Material supplied |

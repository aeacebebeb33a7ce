use crate::error::GraphError;
use crate::ui::{UiNode, UiNodeData, UiPosition};
use serde::{Deserialize, Serialize};
use serde_json::{Map, Value};
use std::fmt;

/// Canvas position of a node.
pub type Position = UiPosition;

/// The three node kinds an automation graph is built from.
#[derive(Debug, Clone, Copy, PartialEq, Eq, Hash, Serialize, Deserialize)]
#[serde(rename_all = "lowercase")]
pub enum NodeKind {
    Trigger,
    Condition,
    Action,
}

impl NodeKind {
    pub fn as_str(&self) -> &'static str {
        match self {
            NodeKind::Trigger => "trigger",
            NodeKind::Condition => "condition",
            NodeKind::Action => "action",
        }
    }

    pub fn parse(name: &str) -> Result<Self, GraphError> {
        match name {
            "trigger" => Ok(NodeKind::Trigger),
            "condition" => Ok(NodeKind::Condition),
            "action" => Ok(NodeKind::Action),
            other => Err(GraphError::UnknownNodeKind(other.to_string())),
        }
    }

    fn default_label(&self) -> &'static str {
        match self {
            NodeKind::Trigger => "Trigger",
            NodeKind::Condition => "Condition",
            NodeKind::Action => "Action",
        }
    }
}

impl fmt::Display for NodeKind {
    fn fmt(&self, f: &mut fmt::Formatter<'_>) -> fmt::Result {
        f.pad(self.as_str())
    }
}

#[derive(Debug, Clone, Default, PartialEq)]
pub struct TriggerData {
    pub label: String,
    pub trigger_type: Option<String>,
    pub config: Map<String, Value>,
}

#[derive(Debug, Clone, Default, PartialEq)]
pub struct ConditionData {
    pub label: String,
    /// The condition object, `{ "type": ..., ...params }`.
    pub condition: Option<Map<String, Value>>,
}

impl ConditionData {
    pub fn condition_type(&self) -> Option<&str> {
        self.condition
            .as_ref()
            .and_then(|c| c.get("type"))
            .and_then(Value::as_str)
    }
}

#[derive(Debug, Clone, Default, PartialEq)]
pub struct ActionData {
    pub label: String,
    pub action_type: Option<String>,
    pub config: Map<String, Value>,
}

/// Kind-specific node payload. A trigger can never carry a condition, and an
/// action can never carry a trigger type.
#[derive(Debug, Clone, PartialEq)]
pub enum NodeData {
    Trigger(TriggerData),
    Condition(ConditionData),
    Action(ActionData),
}

impl NodeData {
    pub fn empty(kind: NodeKind) -> Self {
        let label = kind.default_label().to_string();
        match kind {
            NodeKind::Trigger => NodeData::Trigger(TriggerData {
                label,
                ..Default::default()
            }),
            NodeKind::Condition => NodeData::Condition(ConditionData {
                label,
                ..Default::default()
            }),
            NodeKind::Action => NodeData::Action(ActionData {
                label,
                ..Default::default()
            }),
        }
    }

    pub fn kind(&self) -> NodeKind {
        match self {
            NodeData::Trigger(_) => NodeKind::Trigger,
            NodeData::Condition(_) => NodeKind::Condition,
            NodeData::Action(_) => NodeKind::Action,
        }
    }

    pub fn label(&self) -> &str {
        match self {
            NodeData::Trigger(d) => &d.label,
            NodeData::Condition(d) => &d.label,
            NodeData::Action(d) => &d.label,
        }
    }
}

/// A single edit to a node's data.
#[derive(Debug, Clone, PartialEq)]
pub enum NodePatch {
    Label(String),
    TriggerType(Option<String>),
    ActionType(Option<String>),
    Config(Map<String, Value>),
    Condition(Option<Map<String, Value>>),
}

impl NodePatch {
    fn field(&self) -> &'static str {
        match self {
            NodePatch::Label(_) => "label",
            NodePatch::TriggerType(_) => "triggerType",
            NodePatch::ActionType(_) => "actionType",
            NodePatch::Config(_) => "config",
            NodePatch::Condition(_) => "condition",
        }
    }

    /// Applies the patch, returning the offending field name if it does not
    /// belong to this kind of node.
    pub(crate) fn apply(self, data: &mut NodeData) -> Result<(), &'static str> {
        let field = self.field();
        match (self, data) {
            (NodePatch::Label(label), NodeData::Trigger(d)) => d.label = label,
            (NodePatch::Label(label), NodeData::Condition(d)) => d.label = label,
            (NodePatch::Label(label), NodeData::Action(d)) => d.label = label,
            (NodePatch::TriggerType(t), NodeData::Trigger(d)) => {
                d.trigger_type = t.filter(|s| !s.is_empty())
            }
            (NodePatch::ActionType(t), NodeData::Action(d)) => {
                d.action_type = t.filter(|s| !s.is_empty())
            }
            (NodePatch::Config(config), NodeData::Trigger(d)) => d.config = config,
            (NodePatch::Config(config), NodeData::Action(d)) => d.config = config,
            (NodePatch::Condition(c), NodeData::Condition(d)) => d.condition = c,
            _ => return Err(field),
        }
        Ok(())
    }
}

/// A node in the automation graph.
#[derive(Debug, Clone, PartialEq, Serialize, Deserialize)]
#[serde(try_from = "UiNode", into = "UiNode")]
pub struct Node {
    pub id: String,
    pub position: Position,
    pub data: NodeData,
}

impl Node {
    pub fn new(id: impl Into<String>, position: Position, data: NodeData) -> Self {
        Self {
            id: id.into(),
            position,
            data,
        }
    }

    pub fn kind(&self) -> NodeKind {
        self.data.kind()
    }

    pub fn label(&self) -> &str {
        self.data.label()
    }

    /// The label, or the node's type (then its kind) when the label is blank.
    /// Only for messages; the stored label is left untouched.
    pub fn display_name(&self) -> &str {
        let label = self.label();
        if !label.trim().is_empty() {
            return label;
        }
        self.trigger_type()
            .or_else(|| self.action_type())
            .unwrap_or_else(|| self.kind().default_label())
    }

    pub fn trigger_type(&self) -> Option<&str> {
        match &self.data {
            NodeData::Trigger(d) => d.trigger_type.as_deref(),
            _ => None,
        }
    }

    pub fn action_type(&self) -> Option<&str> {
        match &self.data {
            NodeData::Action(d) => d.action_type.as_deref(),
            _ => None,
        }
    }
}

impl TryFrom<UiNode> for Node {
    type Error = GraphError;

    fn try_from(raw: UiNode) -> Result<Self, Self::Error> {
        let kind = NodeKind::parse(&raw.node_type)?;
        let UiNodeData {
            label,
            trigger_type,
            action_type,
            config,
            condition,
        } = raw.data;

        let data = match kind {
            NodeKind::Trigger => NodeData::Trigger(TriggerData {
                label,
                trigger_type: trigger_type.filter(|t| !t.is_empty()),
                config: config.unwrap_or_default(),
            }),
            NodeKind::Condition => NodeData::Condition(ConditionData { label, condition }),
            NodeKind::Action => NodeData::Action(ActionData {
                label,
                action_type: action_type.filter(|t| !t.is_empty()),
                config: config.unwrap_or_default(),
            }),
        };

        Ok(Node {
            id: raw.id,
            position: raw.position,
            data,
        })
    }
}

impl From<Node> for UiNode {
    fn from(node: Node) -> Self {
        let node_type = node.kind().as_str().to_string();
        let data = match node.data {
            NodeData::Trigger(d) => UiNodeData {
                label: d.label,
                trigger_type: d.trigger_type,
                config: Some(d.config),
                ..Default::default()
            },
            NodeData::Condition(d) => UiNodeData {
                label: d.label,
                condition: d.condition,
                ..Default::default()
            },
            NodeData::Action(d) => UiNodeData {
                label: d.label,
                action_type: d.action_type,
                config: Some(d.config),
                ..Default::default()
            },
        };

        UiNode {
            id: node.id,
            node_type,
            position: node.position,
            data,
        }
    }
}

What you should do |
Begin with the first line of the listing above and write out each line exactly, ending with the line that contains "is built from.".

Answer to the exercise |
repository aeacebebeb33a7ce
use crate::error::GraphError;
use crate::ui::{UiNode, UiNodeData, UiPosition};
use serde::{Deserialize, Serialize};
use serde_json::{Map, Value};
use std::fmt;

/// Canvas position of a node.
pub type Position = UiPosition;

/// The three node kinds an automation graph is built from.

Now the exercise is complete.